§ **EXERCISE INSTRUCTIONS**: Stop after the line with "pub static ALICE: Lazy<UserId>"; until then, please copy every line of the records word for word from the first.

━━ RECORDS SUPPLIED

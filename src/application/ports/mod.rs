// src/application/ports/mod.rs
pub mod tags;
// tests/support/mocks/users.rs
use once_cell::sync::Lazy;
use uuid::Uuid;

use quire_core::application::dto::AuthenticatedUser;
use quire_core::domain::user::{Role, UserId};

/// Fixed principals so assertions can compare owner ids.
pub static ALICE: Lazy<UserId> = Lazy::new(|| {
    UserId::new(
        Uuid::parse_str("5f0c2a4e-8a1d-4d8e-9a6b-0c1f2e3d4a5b")
            .expect("invalid uuid in tests/support/mocks/users.rs"),
    )
});

pub static BOB: Lazy<UserId> = Lazy::new(|| {
    UserId::new(
        Uuid::parse_str("7b3e9d10-1c2f-4a5b-8e7d-6f5a4b3c2d1e")
            .expect("invalid uuid in tests/support/mocks/users.rs"),
    )
});

pub fn author() -> AuthenticatedUser {
    AuthenticatedUser::new(*ALICE, "alice", Role::Author)
}

pub fn admin() -> AuthenticatedUser {
    AuthenticatedUser::new(*BOB, "bob", Role::Admin)
}
// src/domain/tag/value_objects.rs
use serde::{Deserialize, Serialize};
use std::fmt;

/// Client-supplied tag identifier. Unknown or foreign identifiers are not
/// an error at this level; the tag service filters them out.
#[derive(Debug, Clone, PartialEq, Eq, Hash, Serialize, Deserialize)]
#[serde(transparent)]
pub struct TagId(String);

impl TagId {
    pub fn new(value: impl Into<String>) -> Self {
        Self(value.into())
    }

    pub fn as_str(&self) -> &str {
        &self.0
    }
}

impl fmt::Display for TagId {
    fn fmt(&self, f: &mut fmt::Formatter<'_>) -> fmt::Result {
        f.write_str(&self.0)
    }
}

impl From<TagId> for String {
    fn from(value: TagId) -> Self {
        value.0
    }
}

impl From<&str> for TagId {
    fn from(value: &str) -> Self {
        Self::new(value)
    }
}

impl From<String> for TagId {
    fn from(value: String) -> Self {
        Self(value)
    }
}
// src/application/commands/articles/update.rs
use super::ArticleCommandService;
use crate::{
    application::{
        dto::{ArticleInput, AuthenticatedUser},
        error::ApplicationResult,
        ports::tags::TagService,
        validation::ValidationLimits,
    },
    domain::{
        article::{Article, ArticleTagService},
        errors::DomainResult,
    },
};

impl ArticleCommandService {
    /// Applies `input` to an existing article in place. On error the article
    /// may be partially modified and must not be persisted.
    pub fn update_article(
        &self,
        actor: &AuthenticatedUser,
        article: &mut Article,
        input: &ArticleInput,
    ) -> ApplicationResult<()> {
        apply_article_input(
            article,
            input,
            actor,
            self.tag_service.as_ref(),
            &self.limits,
        )?;

        tracing::debug!(article_id = %article.id(), "article updated");
        Ok(())
    }
}

/// The create/update pipeline: field checks, field mapping with path
/// validation, the privileged `top` flag, tag reconciliation, then the rules
/// of the content type. The first failure aborts.
pub fn apply_article_input(
    article: &mut Article,
    input: &ArticleInput,
    actor: &AuthenticatedUser,
    tag_service: &dyn TagService,
    limits: &ValidationLimits,
) -> ApplicationResult<()> {
    input.validate(limits)?;

    map_fields(article, input)?;
    apply_privileged_fields(article, input, actor);

    let tags = ArticleTagService::new(tag_service)
        .reconcile(input.tags.as_deref(), article.owner_id())?;
    article.set_tags(tags);

    article.enforce_type_rules()?;
    Ok(())
}

fn map_fields(article: &mut Article, input: &ArticleInput) -> DomainResult<()> {
    article.title = input.title.clone().unwrap_or_default();

    article.set_path(input.path.clone());
    article.validate_path()?;

    article.poster_tank_uuid = input.poster_tank_uuid.clone();
    article.poster_url = input.poster_url.clone();
    article.digest = input.digest.clone();
    article.is_markdown = input.is_markdown;
    article.markdown = input.markdown.clone();
    article.html = input.html.clone();
    article.words = input.words.unwrap_or_default();
    article.privacy = input.privacy;
    article.need_notify = input.need_notify;
    article.document_uuid = input.document_uuid.clone();
    article.puuid = input.puuid.clone();
    article.article_type = input.article_type;
    Ok(())
}

fn apply_privileged_fields(article: &mut Article, input: &ArticleInput, actor: &AuthenticatedUser) {
    if actor.has_capability("users", "manage") {
        article.top = input.top;
    } else if input.top != article.top {
        tracing::debug!(
            article_id = %article.id(),
            actor = %actor.id,
            "ignoring top flag change from actor without users:manage"
        );
    }
}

━━━━

§ **YOUR RESPONSE**:
filename src/application/ports/mod.rs
// src/application/ports/mod.rs
pub mod tags;
// tests/support/mocks/users.rs
use once_cell::sync::Lazy;
use uuid::Uuid;

use quire_core::application::dto::AuthenticatedUser;
use quire_core::domain::user::{Role, UserId};

/// Fixed principals so assertions can compare owner ids.
pub static ALICE: Lazy<UserId> = Lazy::new(|| {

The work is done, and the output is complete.